▶ Brief
Return every line in the entries below where the word "bool" shows up.

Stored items

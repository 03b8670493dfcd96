//! Content access: streams, random access, size, times and attributes.
//!
//! A file object allows at most one open stream, input or output, at a time.
//! The stream guards release that gate on close or drop; closing an output
//! stream additionally runs the end-of-output protocol, which is what turns
//! "write to an imaginary file" into a created file plus event.

use crate::error::{Result, VfsError};
use crate::file::FileObject;
use crate::types::{Capability, FileType};
use std::io::{Read, Seek, Write};
use std::time::SystemTime;
use tracing::warn;

/// Mode for random-access content.
#[derive(Debug, Clone, Copy, PartialEq, Eq)]
pub enum RandomAccessMode {
    Read,
    ReadWrite,
}

/// Seekable content handle supplied by a provider.
pub trait RandomAccess: Read + Write + Seek + Send {}

impl<T: Read + Write + Seek + Send> RandomAccess for T {}

/// Access to the content of a file object.
///
/// Lightweight; created on demand by [`FileObject::content`].
pub struct FileContent {
    file: FileObject,
}

impl FileContent {
    pub(crate) fn new(file: FileObject) -> FileContent {
        FileContent { file }
    }

    /// The file this content belongs to.
    pub fn file(&self) -> &FileObject {
        &self.file
    }

    /// True while a stream is open on the file.
    pub fn is_open(&self) -> bool {
        self.file.is_content_open()
    }

    fn require_capability(&self, cap: Capability, operation: &'static str) -> Result<()> {
        if !self.file.fs().has_capability(cap) {
            return Err(VfsError::NotSupported { operation });
        }
        Ok(())
    }

    fn require_content(&self) -> Result<()> {
        let ty = self.file.file_type()?;
        if ty == FileType::Imaginary {
            return Err(VfsError::NotFound {
                name: self.file.name().clone(),
            });
        }
        if !ty.has_content() {
            return Err(VfsError::TypeMismatch {
                name: self.file.name().clone(),
            });
        }
        Ok(())
    }

    /// Opens the content for reading.
    pub fn input_stream(&self) -> Result<InputStream> {
        self.require_capability(Capability::ReadContent, "read-content")?;
        self.require_content()?;
        if !self.file.is_readable()? {
            return Err(VfsError::ReadOnly {
                name: self.file.name().clone(),
            });
        }
        self.file.begin_read()?;
        match self.file.hooks().open_input() {
            Ok(inner) => Ok(InputStream {
                file: self.file.clone(),
                inner: Some(inner),
            }),
            Err(error) => {
                self.file.end_stream();
                Err(error.wrap(self.file.name(), "read"))
            }
        }
    }

    /// Opens the content for writing, creating the file and any missing
    /// ancestor folders.
    pub fn output_stream(&self, append: bool) -> Result<OutputStream> {
        self.require_capability(Capability::WriteContent, "write-content")?;
        if append {
            self.require_capability(Capability::AppendContent, "append-content")?;
        }
        let ty = self.file.file_type()?;
        if ty != FileType::Imaginary && !ty.has_content() {
            return Err(VfsError::TypeMismatch {
                name: self.file.name().clone(),
            });
        }
        if !self.file.is_writable()? {
            return Err(VfsError::ReadOnly {
                name: self.file.name().clone(),
            });
        }
        if ty == FileType::Imaginary {
            if let Some(parent) = self.file.parent()? {
                parent.create_folder()?;
            }
        }
        self.file.begin_write()?;
        match self.file.hooks().open_output(append) {
            Ok(inner) => Ok(OutputStream {
                file: self.file.clone(),
                inner: Some(inner),
            }),
            Err(error) => {
                self.file.end_stream();
                Err(error.wrap(self.file.name(), "write"))
            }
        }
    }

    /// Opens the content for random access. The file must already exist;
    /// counts against the single-stream gate like any other stream.
    pub fn random_access(&self, mode: RandomAccessMode) -> Result<RandomAccessContent> {
        match mode {
            RandomAccessMode::Read => {
                self.require_capability(Capability::RandomAccessRead, "random-access-read")?
            }
            RandomAccessMode::ReadWrite => {
                self.require_capability(Capability::RandomAccessWrite, "random-access-write")?
            }
        }
        self.require_content()?;
        match mode {
            RandomAccessMode::Read => self.file.begin_read()?,
            RandomAccessMode::ReadWrite => self.file.begin_write()?,
        }
        match self.file.open_random_access(mode) {
            Ok(inner) => Ok(RandomAccessContent {
                file: self.file.clone(),
                mode,
                inner: Some(inner),
            }),
            Err(error) => {
                self.file.end_stream();
                Err(error)
            }
        }
    }

    /// Reads the entire content into a buffer.
    pub fn bytes(&self) -> Result<Vec<u8>> {
        let mut input = self.input_stream()?;
        let mut buffer = Vec::new();
        input
            .read_to_end(&mut buffer)
            .map_err(|e| VfsError::from(e).wrap(self.file.name(), "read"))?;
        input.close()?;
        Ok(buffer)
    }

    /// Replaces the entire content with a buffer.
    pub fn write_bytes(&self, data: &[u8]) -> Result<()> {
        let mut output = self.output_stream(false)?;
        output
            .write_all(data)
            .map_err(|e| VfsError::from(e).wrap(self.file.name(), "write"))?;
        output.close()
    }

    /// Size of the content in bytes.
    pub fn size(&self) -> Result<u64> {
        self.require_content()?;
        self.file
            .hooks()
            .content_size()
            .map_err(|e| e.wrap(self.file.name(), "content-size"))
    }

    /// Last-modified time of the file.
    pub fn last_modified(&self) -> Result<SystemTime> {
        self.require_capability(Capability::GetLastModified, "get-last-modified")?;
        if !self.file.exists()? {
            return Err(VfsError::NotFound {
                name: self.file.name().clone(),
            });
        }
        self.file
            .hooks()
            .last_modified()
            .map_err(|e| e.wrap(self.file.name(), "get-last-modified"))
    }

    /// Sets the last-modified time of the file.
    pub fn set_last_modified(&self, time: SystemTime) -> Result<()> {
        self.require_capability(Capability::SetLastModified, "set-last-modified")?;
        if !self.file.exists()? {
            return Err(VfsError::NotFound {
                name: self.file.name().clone(),
            });
        }
        self.file
            .hooks()
            .set_last_modified(time)
            .map_err(|e| e.wrap(self.file.name(), "set-last-modified"))
    }

    /// Looks up a string attribute.
    pub fn attribute(&self, attr_name: &str) -> Result<Option<String>> {
        self.require_capability(Capability::Attributes, "attributes")?;
        self.file
            .hooks()
            .attribute(attr_name)
            .map_err(|e| e.wrap(self.file.name(), "get-attribute"))
    }

    /// Sets a string attribute.
    pub fn set_attribute(&self, attr_name: &str, value: impl Into<String>) -> Result<()> {
        self.require_capability(Capability::Attributes, "attributes")?;
        self.file
            .hooks()
            .set_attribute(attr_name, value.into())
            .map_err(|e| e.wrap(self.file.name(), "set-attribute"))
    }
}

/// Open read stream on a file's content. Releases the stream gate on close
/// or drop.
pub struct InputStream {
    file: FileObject,
    inner: Option<Box<dyn Read + Send>>,
}

impl InputStream {
    /// Closes the stream and releases the gate.
    pub fn close(mut self) -> Result<()> {
        if self.inner.take().is_some() {
            self.file.end_stream();
        }
        Ok(())
    }
}

impl Read for InputStream {
    fn read(&mut self, buf: &mut [u8]) -> std::io::Result<usize> {
        match &mut self.inner {
            Some(inner) => inner.read(buf),
            None => Ok(0),
        }
    }
}

impl Drop for InputStream {
    fn drop(&mut self) {
        if self.inner.take().is_some() {
            self.file.end_stream();
        }
    }
}

/// Open write stream on a file's content.
///
/// Closing flushes, releases the gate and runs the end-of-output protocol:
/// a created event when the file did not exist before, a changed event
/// otherwise. Prefer explicit [`OutputStream::close`]; dropping finalizes
/// too but can only log failures.
pub struct OutputStream {
    file: FileObject,
    inner: Option<Box<dyn Write + Send>>,
}

impl OutputStream {
    /// Flushes and closes the stream, firing the created/changed event.
    pub fn close(mut self) -> Result<()> {
        self.finish()
    }

    fn finish(&mut self) -> Result<()> {
        let Some(mut inner) = self.inner.take() else {
            return Ok(());
        };
        let flushed = inner.flush();
        drop(inner);
        self.file.end_stream();
        flushed.map_err(|e| VfsError::from(e).wrap(self.file.name(), "write"))?;
        self.file.end_output()
    }
}

impl Write for OutputStream {
    fn write(&mut self, buf: &[u8]) -> std::io::Result<usize> {
        match &mut self.inner {
            Some(inner) => inner.write(buf),
            None => Err(std::io::Error::new(
                std::io::ErrorKind::BrokenPipe,
                "stream closed",
            )),
        }
    }

    fn flush(&mut self) -> std::io::Result<()> {
        match &mut self.inner {
            Some(inner) => inner.flush(),
            None => Ok(()),
        }
    }
}

impl Drop for OutputStream {
    fn drop(&mut self) {
        if self.inner.is_some() {
            if let Err(error) = self.finish() {
                warn!(file = %self.file.name(), %error, "error closing dropped output stream");
            }
        }
    }
}

/// Open random-access handle on a file's content.
pub struct RandomAccessContent {
    file: FileObject,
    mode: RandomAccessMode,
    inner: Option<Box<dyn RandomAccess>>,
}

impl RandomAccessContent {
    /// Closes the handle; a read-write handle fires a changed event.
    pub fn close(mut self) -> Result<()> {
        self.finish()
    }

    fn finish(&mut self) -> Result<()> {
        if self.inner.take().is_none() {
            return Ok(());
        }
        self.file.end_stream();
        if self.mode == RandomAccessMode::ReadWrite {
            self.file.fs().fire_changed(&self.file);
        }
        Ok(())
    }

    fn inner(&mut self) -> std::io::Result<&mut Box<dyn RandomAccess>> {
        self.inner.as_mut().ok_or_else(|| {
            std::io::Error::new(std::io::ErrorKind::BrokenPipe, "random access closed")
        })
    }
}

impl Read for RandomAccessContent {
    fn read(&mut self, buf: &mut [u8]) -> std::io::Result<usize> {
        self.inner()?.read(buf)
    }
}

impl Write for RandomAccessContent {
    fn write(&mut self, buf: &[u8]) -> std::io::Result<usize> {
        self.inner()?.write(buf)
    }

    fn flush(&mut self) -> std::io::Result<()> {
        self.inner()?.flush()
    }
}

impl Seek for RandomAccessContent {
    fn seek(&mut self, pos: std::io::SeekFrom) -> std::io::Result<u64> {
        self.inner()?.seek(pos)
    }
}

impl Drop for RandomAccessContent {
    fn drop(&mut self) {
        if self.inner.is_some() {
            if let Err(error) = self.finish() {
                warn!(file = %self.file.name(), %error, "error closing dropped random access");
            }
        }
    }
}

▶ Task output
    pub fn is_open(&self) -> bool {
    pub fn output_stream(&self, append: bool) -> Result<OutputStream> {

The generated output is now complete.